Mal potremmo dirlo, imperocchè sulle ruine di quell'anima non spirava l'alito dolcissimo e vivificante della grazia celeste. La saggezza umana, ch'è follia dinanzi agli occhi di Dio quando è confidente in sola ed orgogliosa, e l'età, l'inesorabile medicina della febbre delle passioni, aveano soltanto influito a cangiar quell'uomo; benchè la cagione precipua del mutamento che si era fatto in Edmondo fosse il segreto della Provvidenza, di che or diremo.

Edmondo era stanco del passato ma non pentito. La sua anima era un vulcano estinto da cui esala tutt'ora un'afa mortale. Egli era sempre materialista.

Ciò nulla di manco, non era possibile il credere che il proprietario di Schoene Aussicht fosse il medesimo uomo che il Baronetto Brighton, il conte di Sierra Blonda e Sir Falstaff. Tra questi ultimi e il primo ci era quella barriera che separa la saggezza dalla follia. Edmondo era tutt'altro uomo da quello che era stato nella sua giovinezza. Abbiam detto che la precipua cagione del suo cambiamento era il segreto della Provvidenza. Che cosa dunque aveva oprato una tale straordinaria trasformazione? Un pensiero che era la serpe morale posta da Dio nei cuor di quest'uomo che tanto aveva oltraggiato le Divine sue leggi. Questo pensiero era la Paura della morte.

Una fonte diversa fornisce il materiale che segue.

use super::*;
use serde_json::json;

#[test]
fn test_table_schema_requires_an_engine() {
    let err = serde_json::from_value::<TableSchema>(json!({})).unwrap_err();
    assert!(err.to_string().contains("none given"));
}

#[test]
fn test_table_schema_rejects_two_engines() {
    let err = serde_json::from_value::<TableSchema>(json!({
        "postgres": {"columns": []},
        "sqlite": {"columns": []},
    }))
    .unwrap_err();
    assert!(err.to_string().contains("postgres, sqlite"));
}

#[test]
fn test_table_schema_engine_tag() {
    let schema: TableSchema = serde_json::from_value(json!({
        "cockroachdb": {"primaryKey": ["id"], "columns": [{"name": "id", "type": "int"}]}
    }))
    .unwrap();
    assert_eq!(schema.engine(), Engine::Cockroachdb);

    let back = serde_json::to_value(&schema).unwrap();
    assert!(back.get("cockroachdb").is_some());
    assert!(back.get("postgres").is_none());
}

#[test]
fn test_empty_default_is_distinct_from_absent() {
    let schema: TableSchema = serde_json::from_value(json!({
        "postgres": {"columns": [
            {"name": "a", "type": "text", "default": ""},
            {"name": "b", "type": "text"},
        ]}
    }))
    .unwrap();
    let TableSchema::Postgres(pg) = &schema else {
        panic!("expected postgres");
    };
    assert_eq!(pg.columns[0].default.as_deref(), Some(""));
    assert_eq!(pg.columns[1].default, None);

    let back = serde_json::to_value(&schema).unwrap();
    assert_eq!(back["postgres"]["columns"][0]["default"], json!(""));
    assert!(back["postgres"]["columns"][1].get("default").is_none());
}

#[test]
fn test_column_defaults_mut_covers_timescale() {
    let mut schema: TableSchema = serde_json::from_value(json!({
        "timescaledb": {
            "columns": [{"name": "t", "type": "timestamptz", "default": "now()"}],
            "hypertable": {"timeColumnName": "t"}
        }
    }))
    .unwrap();
    let defaults = schema.column_defaults_mut();
    assert_eq!(defaults.len(), 1);
    *defaults.into_iter().next().unwrap() = None;

    let TableSchema::Timescaledb(ts) = schema else {
        panic!("expected timescaledb");
    };
    assert_eq!(ts.table.columns[0].default, None);
    assert_eq!(ts.hypertable.unwrap().time_column_name, "t");
}

#[test]
fn test_cassandra_has_no_defaults() {
    let mut schema: TableSchema = serde_json::from_value(json!({
        "cassandra": {"primaryKey": [["id"]], "columns": [{"name": "id", "type": "uuid"}]}
    }))
    .unwrap();
    assert!(schema.column_defaults_mut().is_empty());
}

#[test]
fn test_view_schema_exactly_one() {
    let view: ViewSchema =
        serde_json::from_value(json!({"postgres": {"query": "select 1"}})).unwrap();
    assert_eq!(view.engine(), Engine::Postgres);

    let err = serde_json::from_value::<ViewSchema>(json!({
        "postgres": {"query": "select 1"},
        "timescaledb": {"query": "select 1"},
    }))
    .unwrap_err();
    assert!(err.to_string().contains("exactly one engine"));
}

#[test]
fn test_function_body_wire_name() {
    let schema: FunctionSchema = serde_json::from_value(json!({
        "postgres": {
            "lang": "plpgsql",
            "returnType": "trigger",
            "as": "BEGIN RETURN NEW; END;",
            "params": [{"name": "x", "type": "int"}]
        }
    }))
    .unwrap();
    let pg = schema.postgres.unwrap();
    assert_eq!(pg.body, "BEGIN RETURN NEW; END;");
    assert_eq!(pg.params[0].param_type, "int");
    assert!(!pg.is_deleted);
}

Edmondo perciò non era felice. Mirabil castigo della Divina giustizia! Attraverso le delizie ond'ei si circondava, e nello stato della più perfetta sanità, quell'uomo avea molto spesso e quasi ogni giorno momenti di tristezza e di disperazione pensando che un egli doveva abbandonar la vita. Quando l'ora della sua morte fosse suonata, i suoi milioni non l'avrebbero ritardata neppur d'un minuto! Orrendo pensiero che il rendea triste e taciturno per ore intere, sepolto nella più desolante melanconia.

Non era tanto il pensiero di dover morire che gli dava rovello e tristezza, quanto un altro pensiero che ne derivava qual conseguenza. Edmondo era preso da raccapriccio e da orrore pensando che il suo corpo nutrito con tanta ricercatezza, godente di tutte le dolcezze della salute e delle dovizie, conservato con quanto ci è di meglio nei regni vegetale ed animale, il suo corpo ch'egli amava ed al quale prodigalizzava le più tenera cure, sarebbe stato un giorno abbandonato a pasto dei vermi della terra!!

Edmondo fremeva e non rare volte rompeva in codarde lagrime pensando al suo cadavere!!